# Data to use
--- START ---

//! The widget capability surface.
//!
//! Widgets are plain structs that embed a [`WidgetCore`] by composition
//! and implement [`Widget`]. The core carries everything a container needs
//! to lay a child out: position, size with min/max extents, the assigned
//! clipping boundaries and origin, anchors, and lifecycle flags. Nothing
//! here dispatches on concrete widget types.

use tessera_types::config::UiConfig;
use tessera_types::diag::Diagnostics;
use tessera_types::error::Result;
use tessera_types::font::MonoFont;
use tessera_types::input::InputState;
use tessera_types::sprite::Sprite;
use tessera_types::{Color, Origin, RenderBackend, ViewRect};

use crate::runtime::FrameClock;

/// Which edges of its boundaries a widget is anchored to.
///
/// A widget anchored on both horizontal edges stretches with its
/// boundaries; anchored on one edge it keeps its distance to that edge.
#[derive(Debug, Clone, Copy, PartialEq, Eq, Default)]
pub struct Anchors {
    pub top: bool,
    pub bottom: bool,
    pub left: bool,
    pub right: bool,
}

impl Anchors {
    pub const NONE: Self = Self {
        top: false,
        bottom: false,
        left: false,
        right: false,
    };

    pub const ALL: Self = Self {
        top: true,
        bottom: true,
        left: true,
        right: true,
    };

    pub const fn new(top: bool, bottom: bool, left: bool, right: bool) -> Self {
        Self {
            top,
            bottom,
            left,
            right,
        }
    }
}

/// Layout and lifecycle state shared by every widget.
#[derive(Debug, Clone)]
pub struct WidgetCore {
    /// Position relative to the boundary origin.
    pub x: i32,
    pub y: i32,
    width: u32,
    height: u32,
    pub min_width: u32,
    pub max_width: u32,
    pub min_height: u32,
    pub max_height: u32,
    /// Clipping rectangle assigned by the owning container, screen space.
    pub boundaries: ViewRect,
    /// Clipping rectangle of the whole container chain above.
    pub master_boundaries: ViewRect,
    /// Extra offset applied by the container (scroll offset).
    pub origin: Origin,
    pub anchors: Anchors,
    /// Set by the widget itself once its skin resources are loaded.
    /// Containers refuse to place uninitialized widgets.
    pub initialized: bool,
    pub closed: bool,
    /// A suspended widget keeps its slot but relinquishes focus.
    pub suspended: bool,
    pub hidden: bool,
    /// Maintained by the owning container each frame.
    pub has_focus: bool,
    /// Maintained by the owning container each frame.
    pub under_mouse: bool,
}

impl Default for WidgetCore {
    fn default() -> Self {
        Self {
            x: 0,
            y: 0,
            width: 0,
            height: 0,
            min_width: 0,
            max_width: u32::MAX,
            min_height: 0,
            max_height: u32::MAX,
            boundaries: ViewRect::EMPTY,
            master_boundaries: ViewRect::EMPTY,
            origin: Origin::ZERO,
            anchors: Anchors::NONE,
            initialized: false,
            closed: false,
            suspended: false,
            hidden: false,
            has_focus: false,
            under_mouse: false,
        }
    }
}

impl WidgetCore {
    pub fn new() -> Self {
        Self::default()
    }

    pub fn width(&self) -> u32 {
        self.width
    }

    pub fn height(&self) -> u32 {
        self.height
    }

    /// Set the width, clamped into the declared min/max extents.
    pub fn set_width(&mut self, width: u32) {
        self.width = width.clamp(self.min_width, self.max_width);
    }

    /// Set the height, clamped into the declared min/max extents.
    pub fn set_height(&mut self, height: u32) {
        self.height = height.clamp(self.min_height, self.max_height);
    }

    pub fn set_size(&mut self, width: u32, height: u32) {
        self.set_width(width);
        self.set_height(height);
    }

    /// Whether this widget accepts living in a slot of the given width.
    pub fn accepts_width(&self, width: u32) -> bool {
        width >= self.min_width && width <= self.max_width
    }

    /// Whether this widget accepts living in a slot of the given height.
    pub fn accepts_height(&self, height: u32) -> bool {
        height >= self.min_height && height <= self.max_height
    }

    /// Screen-space x of the widget's top-left corner.
    pub fn real_x(&self) -> i32 {
        self.boundaries.x + self.origin.x + self.x
    }

    /// Screen-space y of the widget's top-left corner.
    pub fn real_y(&self) -> i32 {
        self.boundaries.y + self.origin.y + self.y
    }

    /// Screen-space rectangle, unclipped.
    pub fn rect(&self) -> ViewRect {
        ViewRect::new(self.real_x(), self.real_y(), self.width, self.height)
    }

    /// Screen-space rectangle clipped by boundaries and master boundaries.
    pub fn visible_rect(&self) -> ViewRect {
        self.rect()
            .intersect(self.boundaries)
            .intersect(self.master_boundaries)
    }

    /// Assign new boundaries, repositioning and stretching along anchored
    /// edges so the widget keeps its edge distances.
    pub fn apply_boundaries(&mut self, new: ViewRect) {
        let old = self.boundaries;

        if !old.is_empty() {
            let right_gap = old.width as i32 - (self.x + self.width as i32);
            if self.anchors.left && self.anchors.right {
                let stretched = new.width as i32 - self.x - right_gap;
                self.set_width(stretched.max(0) as u32);
            } else if self.anchors.right && !self.anchors.left {
                self.x = new.width as i32 - self.width as i32 - right_gap;
            }

            let bottom_gap = old.height as i32 - (self.y + self.height as i32);
            if self.anchors.top && self.anchors.bottom {
                let stretched = new.height as i32 - self.y - bottom_gap;
                self.set_height(stretched.max(0) as u32);
            } else if self.anchors.bottom && !self.anchors.top {
                self.y = new.height as i32 - self.height as i32 - bottom_gap;
            }
        }

        self.boundaries = new;
    }
}

/// Per-frame state threaded through every widget update.
///
/// This object is owned by the application loop and passed down the tree;
/// there are no global singletons behind it.
pub struct UpdateContext<'a> {
    pub input: &'a InputState,
    pub clock: &'a FrameClock,
    pub config: &'a UiConfig,
    pub diag: &'a mut dyn Diagnostics,
}

/// Drawing entry point handed to widgets; wraps the backend with
/// view-rect-aware primitives.
pub struct DrawContext<'a> {
    pub backend: &'a mut dyn RenderBackend,
}

impl<'a> DrawContext<'a> {
    pub fn new(backend: &'a mut dyn RenderBackend) -> Self {
        Self { backend }
    }

    /// Fill a rectangle clipped against `view`.
    pub fn fill_rect(&mut self, view: ViewRect, rect: ViewRect, color: Color) -> Result<()> {
        let r = rect.intersect(view);
        if r.is_empty() {
            return Ok(());
        }
        self.backend.fill_rect(r.x, r.y, r.width, r.height, color)
    }

    /// Draw a one-pixel frame clipped against `view`.
    pub fn frame_rect(&mut self, view: ViewRect, rect: ViewRect, color: Color) -> Result<()> {
        if rect.width == 0 || rect.height == 0 {
            return Ok(());
        }
        self.fill_rect(view, ViewRect::new(rect.x, rect.y, rect.width, 1), color)?;
        self.fill_rect(
            view,
            ViewRect::new(rect.x, rect.bottom() - 1, rect.width, 1),
            color,
        )?;
        self.fill_rect(view, ViewRect::new(rect.x, rect.y, 1, rect.height), color)?;
        self.fill_rect(
            view,
            ViewRect::new(rect.right() - 1, rect.y, 1, rect.height),
            color,
        )
    }

    /// Draw a sprite with the backend clip set to `view`.
    pub fn draw_sprite(&mut self, view: ViewRect, sprite: &Sprite, x: i32, y: i32) -> Result<()> {
        if view.is_empty() {
            return Ok(());
        }
        self.backend.set_clip_rect(view)?;
        let result = sprite.draw(self.backend, x, y);
        self.backend.reset_clip_rect()?;
        result
    }

    /// Draw one line of text with the backend clip set to `view`.
    pub fn draw_text(
        &mut self,
        view: ViewRect,
        font: &MonoFont,
        text: &str,
        x: i32,
        y: i32,
        color: Color,
    ) -> Result<()> {
        if view.is_empty() || text.is_empty() {
            return Ok(());
        }
        self.backend.set_clip_rect(view)?;
        let result = font.draw(self.backend, text, x, y, color);
        self.backend.reset_clip_rect()?;
        result
    }
}

/// The capability interface every widget implements.
pub trait Widget {
    fn core(&self) -> &WidgetCore;
    fn core_mut(&mut self) -> &mut WidgetCore;

    /// Downcast support so containers can expose typed children.
    fn as_any(&self) -> &dyn std::any::Any;
    fn as_any_mut(&mut self) -> &mut dyn std::any::Any;

    /// Per-frame logic. Default: nothing.
    fn update(&mut self, _ctx: &mut UpdateContext<'_>) {}

    /// Draw inside `view`; drawing outside it is clipped by the context
    /// helpers.
    fn draw(&self, ctx: &mut DrawContext<'_>, view: ViewRect) -> Result<()>;

    /// Whether this widget claims focus this frame. Containers pick the
    /// topmost claimant.
    fn wants_focus(&self, _input: &InputState) -> bool {
        false
    }

    /// Hook invoked after the widget has been placed into a slot.
    fn added_to_container(&mut self) {}

    /// Hook invoked after the widget has been detached from its slot.
    fn removed_from_container(&mut self) {}

    /// Release resources and mark closed. Containers close their children
    /// recursively.
    fn close(&mut self) {
        self.core_mut().closed = true;
    }
}

/// Standard focus claim: the primary button went down inside the widget's
/// visible rectangle.
pub fn clicked_inside(core: &WidgetCore, input: &InputState) -> bool {
    input.was_pressed(tessera_types::input::MouseButton::Left)
        && input.mouse_in(core.visible_rect())
}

--- END ---

# Assigned task
Filter the records above and return every line that holds the word "into".

# Reply
    /// Set the width, clamped into the declared min/max extents.
    /// Set the height, clamped into the declared min/max extents.
    /// Hook invoked after the widget has been placed into a slot.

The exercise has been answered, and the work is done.